Artikel 5 Extra periodieke verhoging

In aanvulling op artikel 3:4 lid 3 van de CAR-UWO geldt het volgende;

  • 1.

    Aan de ambtenaar, die het maximumsalaris van de voor hem geldende salarisschaal nog niet heeft bereikt, kan een extra periodieke salarisverhoging tot een in de salarisschaal genoemd bedrag (tot maximaal 2 periodieken), niet uitgaande boven het maximumsalaris, worden toegekend op grond van zeer goede of uitstekende vervulling van de betrekking. Vastgesteld in het beoordelingsdeel jaargesprek met een beoordeling A waaruit de motivatie de zeer goede of uitstekende vervulling van de betrekking blijkt.

  • 2.

    Binnen eenzelfde salarisschaal kan meerdere malen gebruik worden gemaakt van de mogelijkheid tot toekenning van een extra periodiek, voor zover daarmee het maximumsalaris in de desbetreffende schaal niet wordt overschreden.

Artikel 6 Gratificatie en attentie

In aanvulling op artikel 3:20 van de CAR-UWO geldt het volgende;

Onderstaande uitgangspunten gelden tot aan de fusie Meijerijstad.

  • 1.

    Gedurende het hele jaar kunnen attenties of gratificaties aan medewerkers toegekend worden. Met het uitgangspunt “boter bij de vis doen” genieten attenties de voorkeur boven gratificaties.

  • 2.

    Een gratificatie kan als een eenmalige beloning worden toegekend in geval van een bijzondere prestatie.

  • 3.

    Het toe te kennen gratificatiebedrag wordt netto uitbetaald en bedraagt maximaal € 750,- waarbij voor de hoogte van het bedrag de volgende richtlijnen gelden:

€ 250,00 voor een stimuleringsgratificatie

€ 500,00 op goede wijze afronden van een project of klus, het verrichten van extra werkzaamheden of het vervangen van een collega zonder dat er recht bestaat op een vervangingstoelage

€ 750,00 het verrichten van een bijzonder project of klus die met grote tijdsinzet gepaard gaat of functieniveau van medewerker overstijgt

  • 4.

    De gratificatie wordt toegekend door de directie, op voordracht van de afdelingsmanager. Dit na inspraak en vastlegging door P&O. Alle gratificaties worden besproken in het DMO en jaarlijks rapporteert P&O aan de directie.

  • 5.

    Een groepsgratificatie kan worden toegekend, op voordracht van afdelingsmanager na inspraak en vastlegging door P&O, indien een groep medewerkers gezamenlijk en eenmalig een bijzondere prestatie heeft verricht binnen of buiten de afzonderlijke functies. De hoogte van de groepsgratificatie wordt door de directie bepaald.

  • 6.

    Bij het toekennen van een attentie is er sprake van een eenmalige, extra en tussentijdse prestatie door een medewerker. Attenties worden niet uitbetaald via het salaris, de verdere vorm van de attentie is vrij,

  • 7.

    De waarde van de attentie bedraagt maximaal € 200,00.

  • 8.

    Een attentie wordt toegekend door de direct leidinggevende, na inspraak en vastlegging door P&O. In de maandelijkse managementinformatie aan directie en DMO rapporteert P&O over de verstrekte attenties.

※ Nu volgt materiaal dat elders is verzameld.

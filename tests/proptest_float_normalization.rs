//! Property-based tests for float-precision normalization.
//!
//! Uses proptest to verify that:
//! - literals with ten or more fractional digits are rounded to six
//! - shorter literals and non-numeric text pass through untouched
//! - normalized documents still decode

use proptest::prelude::*;
use std::borrow::Cow;
use tracing::info;

use xcresult_triage::loader::{NORMALIZED_FRACTION_DIGITS, normalize_float_precision, parse_summary};

/// Initialize test logging for proptest
fn init_test_logging() {
    let _ = tracing_subscriber::fmt()
        .with_env_filter("info")
        .with_test_writer()
        .try_init();
}

proptest! {
    #![proptest_config(ProptestConfig {
        cases: 100,
        ..Default::default()
    })]

    /// Property: overly precise literals come back with six fractional digits
    #[test]
    fn long_fractions_are_rounded(
        whole in 0u64..2_000_000_000,
        fraction in "[0-9]{10,20}",
    ) {
        init_test_logging();

        let literal = format!("{whole}.{fraction}");
        info!("proptest_long_fraction: literal={literal}");
        let normalized = normalize_float_precision(&literal);

        let (_, digits) = normalized.split_once('.').expect("still a decimal");
        prop_assert_eq!(digits.len(), NORMALIZED_FRACTION_DIGITS);

        let original: f64 = literal.parse().expect("valid literal");
        let rounded: f64 = normalized.parse().expect("valid normalized literal");
        prop_assert!((original - rounded).abs() <= 1e-6 * original.abs().max(1.0));
    }

    /// Property: literals with fewer than ten fractional digits are untouched
    #[test]
    fn short_fractions_are_borrowed(
        whole in 0u64..1_000_000,
        fraction in "[0-9]{1,9}",
    ) {
        init_test_logging();

        let text = format!("{{\"startTime\": {whole}.{fraction}}}");
        let normalized = normalize_float_precision(&text);
        prop_assert!(matches!(normalized, Cow::Borrowed(_)));
        prop_assert_eq!(normalized.as_ref(), text.as_str());
    }

    /// Property: long fractions inside string values are never rewritten
    #[test]
    fn quoted_long_fractions_are_untouched(
        whole in 0u64..1_000_000,
        fraction in "[0-9]{10,20}",
    ) {
        init_test_logging();

        let text = format!("{{\"failureText\": \"expected {whole}.{fraction}\"}}");
        let normalized = normalize_float_precision(&text);
        prop_assert!(matches!(normalized, Cow::Borrowed(_)));
    }

    /// Property: text without decimals is never rewritten
    #[test]
    fn text_without_decimals_is_unchanged(text in "[a-zA-Z :,{}\"]{0,64}") {
        init_test_logging();

        let normalized = normalize_float_precision(&text);
        prop_assert_eq!(normalized.as_ref(), text.as_str());
    }

    /// Property: a summary with precise timestamps still decodes
    #[test]
    fn precise_summary_decodes(
        start in 1_600_000_000u64..1_800_000_000,
        fraction in "[0-9]{10,18}",
        span in 1u64..10_000,
    ) {
        init_test_logging();

        let raw = format!(
            "{{\"title\": \"Run\", \"totalTestCount\": 1, \"passedTests\": 1, \
              \"startTime\": {start}.{fraction}, \"finishTime\": {}.{fraction}}}",
            start + span
        );
        let summary = parse_summary(&raw);
        prop_assert!(summary.is_ok(), "summary should decode: {raw}");
        let duration = summary.unwrap().duration_secs().expect("both ends present");
        prop_assert!((duration - span as f64).abs() < 1e-3);
    }
}
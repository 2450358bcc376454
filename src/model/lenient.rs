//! Lenient numeric decoding for result-store documents.
//!
//! Numeric fields may arrive as JSON numbers or as numeric strings. A value
//! that is present but decodes as neither falls back to zero; an absent value
//! stays `None` (or zero for required counters).

use serde::{Deserialize, Deserializer};
use serde_json::Value;
use tracing::debug;

fn value_to_f64(value: &Value) -> f64 {
    match value {
        Value::Number(n) => n.as_f64().unwrap_or(0.0),
        Value::String(s) => s.trim().parse::<f64>().unwrap_or_else(|_| {
            debug!(raw = %s, "numeric string failed to parse; defaulting to zero");
            0.0
        }),
        Value::Bool(b) => f64::from(u8::from(*b)),
        Value::Null | Value::Array(_) | Value::Object(_) => {
            debug!("non-numeric value in numeric field; defaulting to zero");
            0.0
        }
    }
}

#[allow(clippy::cast_possible_truncation, clippy::cast_sign_loss)]
fn value_to_u64(value: &Value) -> u64 {
    match value {
        Value::Number(n) => n
            .as_u64()
            .unwrap_or_else(|| n.as_f64().map_or(0, |f| f.max(0.0) as u64)),
        Value::String(s) => {
            let trimmed = s.trim();
            trimmed
                .parse::<u64>()
                .ok()
                .or_else(|| trimmed.parse::<f64>().ok().map(|f| f.max(0.0) as u64))
                .unwrap_or(0)
        }
        _ => 0,
    }
}

/// Deserialize an optional `f64` from a number or numeric string.
///
/// # Errors
///
/// Only fails if the underlying JSON is structurally invalid.
pub fn lenient_f64<'de, D>(deserializer: D) -> Result<Option<f64>, D::Error>
where
    D: Deserializer<'de>,
{
    let value = Option::<Value>::deserialize(deserializer)?;
    Ok(match value {
        None | Some(Value::Null) => None,
        Some(v) => Some(value_to_f64(&v)),
    })
}

/// Deserialize a required counter from a number or numeric string.
///
/// # Errors
///
/// Only fails if the underlying JSON is structurally invalid.
pub fn lenient_u64<'de, D>(deserializer: D) -> Result<u64, D::Error>
where
    D: Deserializer<'de>,
{
    let value = Option::<Value>::deserialize(deserializer)?;
    Ok(value.as_ref().map_or(0, value_to_u64))
}
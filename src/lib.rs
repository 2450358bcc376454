//! `xcresult_triage`: analyze Xcode test results.
//!
//! The pipeline is load → resolve → diagnose → reconstruct:
//!
//! - [`loader`] fetches and decodes the summary and tests documents
//! - [`resolve`] finds nodes by identifier or listing index
//! - [`diagnostics`] classifies failure text and suggests fixes
//! - [`timeline`] rebuilds the activity timeline for one test
//!
//! [`store`] is the boundary to the result-store tool, and [`cli`] wires it
//! all to the `xctriage` binary.

pub mod cli;
pub mod config;
pub mod diagnostics;
pub mod error;
pub mod format;
pub mod loader;
pub mod logging;
pub mod model;
pub mod output;
pub mod resolve;
pub mod store;
pub mod timeline;
pub mod util;

pub use error::{ErrorCode, Result, StructuredError, TriageError};
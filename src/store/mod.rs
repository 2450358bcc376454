//! Result-store access.
//!
//! Everything above this module sees raw JSON text only. [`XcResultTool`]
//! shells out to `xcrun xcresulttool` with a wall-clock budget per query;
//! [`ExportDirStore`] reads documents exported earlier into a directory.

mod process;

pub use process::run_with_timeout;

use crate::config::TriageConfig;
use crate::error::{Result, TriageError};
use std::fs;
use std::path::{Path, PathBuf};
use std::time::Duration;
use tracing::{debug, info};

pub const SUMMARY_FILE: &str = "summary.json";
pub const TESTS_FILE: &str = "tests.json";
pub const ACTIVITIES_FILE: &str = "activities.json";
pub const MANIFEST_FILE: &str = "manifest.json";
pub const CONSOLE_FILE: &str = "console.json";
pub const LEGACY_FILE: &str = "legacy.json";

/// Source of raw result-store documents.
pub trait ResultStore: Send + Sync {
    /// Human-readable location, for logs and headers.
    fn location(&self) -> &Path;

    /// # Errors
    /// Tool, timeout or I/O failure.
    fn summary_json(&self) -> Result<String>;

    /// # Errors
    /// Tool, timeout or I/O failure.
    fn tests_json(&self) -> Result<String>;

    /// Compact activity feed for one test.
    ///
    /// # Errors
    /// Tool, timeout or I/O failure.
    fn activities_json(&self, test_id: &str) -> Result<String>;

    /// Attachment export manifest for one test.
    ///
    /// # Errors
    /// Tool, timeout or I/O failure.
    fn attachment_manifest_json(&self, test_id: &str) -> Result<String>;

    /// # Errors
    /// Tool, timeout or I/O failure.
    fn console_log_json(&self) -> Result<String>;

    /// A legacy graph object; `None` is the root record.
    ///
    /// # Errors
    /// Tool, timeout or I/O failure.
    fn legacy_object_json(&self, id: Option<&str>) -> Result<String>;
}

/// `xcrun xcresulttool` against a `.xcresult` bundle.
#[derive(Debug, Clone)]
pub struct XcResultTool {
    bundle: PathBuf,
    program: String,
    query_timeout: Duration,
    log_timeout: Duration,
}

impl XcResultTool {
    #[must_use]
    pub fn new(bundle: impl Into<PathBuf>, config: &TriageConfig) -> Self {
        Self {
            bundle: bundle.into(),
            program: config.xcrun.clone(),
            query_timeout: config.query_timeout,
            log_timeout: config.log_timeout,
        }
    }

    fn run(&self, args: &[&str], timeout: Duration) -> Result<String> {
        let mut full: Vec<String> = Vec::with_capacity(args.len() + 3);
        full.push("xcresulttool".to_string());
        full.extend(args.iter().map(ToString::to_string));
        full.push("--path".to_string());
        full.push(self.bundle.display().to_string());
        run_with_timeout(&self.program, &full, timeout)
    }
}

impl ResultStore for XcResultTool {
    fn location(&self) -> &Path {
        &self.bundle
    }

    fn summary_json(&self) -> Result<String> {
        self.run(&["get", "test-results", "summary"], self.query_timeout)
    }

    fn tests_json(&self) -> Result<String> {
        self.run(&["get", "test-results", "tests"], self.query_timeout)
    }

    fn activities_json(&self, test_id: &str) -> Result<String> {
        self.run(
            &["get", "test-results", "activities", "--test-id", test_id],
            self.log_timeout,
        )
    }

    fn attachment_manifest_json(&self, test_id: &str) -> Result<String> {
        let out_dir = tempfile::tempdir()?;
        let out_path = out_dir.path().display().to_string();
        self.run(
            &[
                "export",
                "attachments",
                "--test-id",
                test_id,
                "--output-path",
                &out_path,
            ],
            self.log_timeout,
        )?;
        Ok(fs::read_to_string(out_dir.path().join(MANIFEST_FILE))?)
    }

    fn console_log_json(&self) -> Result<String> {
        self.run(&["get", "log", "--type", "console"], self.log_timeout)
    }

    fn legacy_object_json(&self, id: Option<&str>) -> Result<String> {
        let mut args = vec!["get", "object", "--legacy", "--format", "json"];
        if let Some(id) = id {
            args.extend(["--id", id]);
        }
        self.run(&args, self.log_timeout)
    }
}

/// A directory of previously exported JSON documents.
///
/// Legacy objects other than the root live in `legacy-<id>.json`.
#[derive(Debug, Clone)]
pub struct ExportDirStore {
    dir: PathBuf,
}

impl ExportDirStore {
    #[must_use]
    pub fn new(dir: impl Into<PathBuf>) -> Self {
        Self { dir: dir.into() }
    }

    /// Does `dir` hold both primary documents?
    #[must_use]
    pub fn is_export_dir(dir: &Path) -> bool {
        dir.join(SUMMARY_FILE).is_file() && dir.join(TESTS_FILE).is_file()
    }

    fn read(&self, name: &str) -> Result<String> {
        let path = self.dir.join(name);
        debug!(path = %path.display(), "Reading exported document");
        Ok(fs::read_to_string(path)?)
    }
}

impl ResultStore for ExportDirStore {
    fn location(&self) -> &Path {
        &self.dir
    }

    fn summary_json(&self) -> Result<String> {
        self.read(SUMMARY_FILE)
    }

    fn tests_json(&self) -> Result<String> {
        self.read(TESTS_FILE)
    }

    fn activities_json(&self, _test_id: &str) -> Result<String> {
        self.read(ACTIVITIES_FILE)
    }

    fn attachment_manifest_json(&self, _test_id: &str) -> Result<String> {
        self.read(MANIFEST_FILE)
    }

    fn console_log_json(&self) -> Result<String> {
        self.read(CONSOLE_FILE)
    }

    fn legacy_object_json(&self, id: Option<&str>) -> Result<String> {
        match id {
            None => self.read(LEGACY_FILE),
            Some(id) => self.read(&format!("legacy-{id}.json")),
        }
    }
}

/// Open the store behind `path`.
///
/// # Errors
///
/// Returns `BundleNotFound` if `path` does not exist.
pub fn open(path: &Path, config: &TriageConfig) -> Result<Box<dyn ResultStore>> {
    if !path.exists() {
        return Err(TriageError::BundleNotFound {
            path: path.to_path_buf(),
        });
    }

    if path.is_dir() && ExportDirStore::is_export_dir(path) {
        info!(path = %path.display(), "Using exported document directory");
        Ok(Box::new(ExportDirStore::new(path)))
    } else {
        info!(path = %path.display(), program = %config.xcrun, "Using xcresulttool");
        Ok(Box::new(XcResultTool::new(path, config)))
    }
}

Artikel 7 Toelage onregelmatige dienst

In aanvulling op artikel 3:11 van de CAR-UWO geldt het volgende;

Bij arbeidsongeschiktheid langer dan 30 dagen komt deze toelage bij voortduring van de arbeidsongeschiktheid te vervallen.

Artikel 8 Toelage bereikbaarheids- en beschikbaarheidsdienst

De toelage bereikbaarheids- en beschikbaarheidsdienst heet vanaf 1-1-2016 toelage beschikbaarheidsdienst .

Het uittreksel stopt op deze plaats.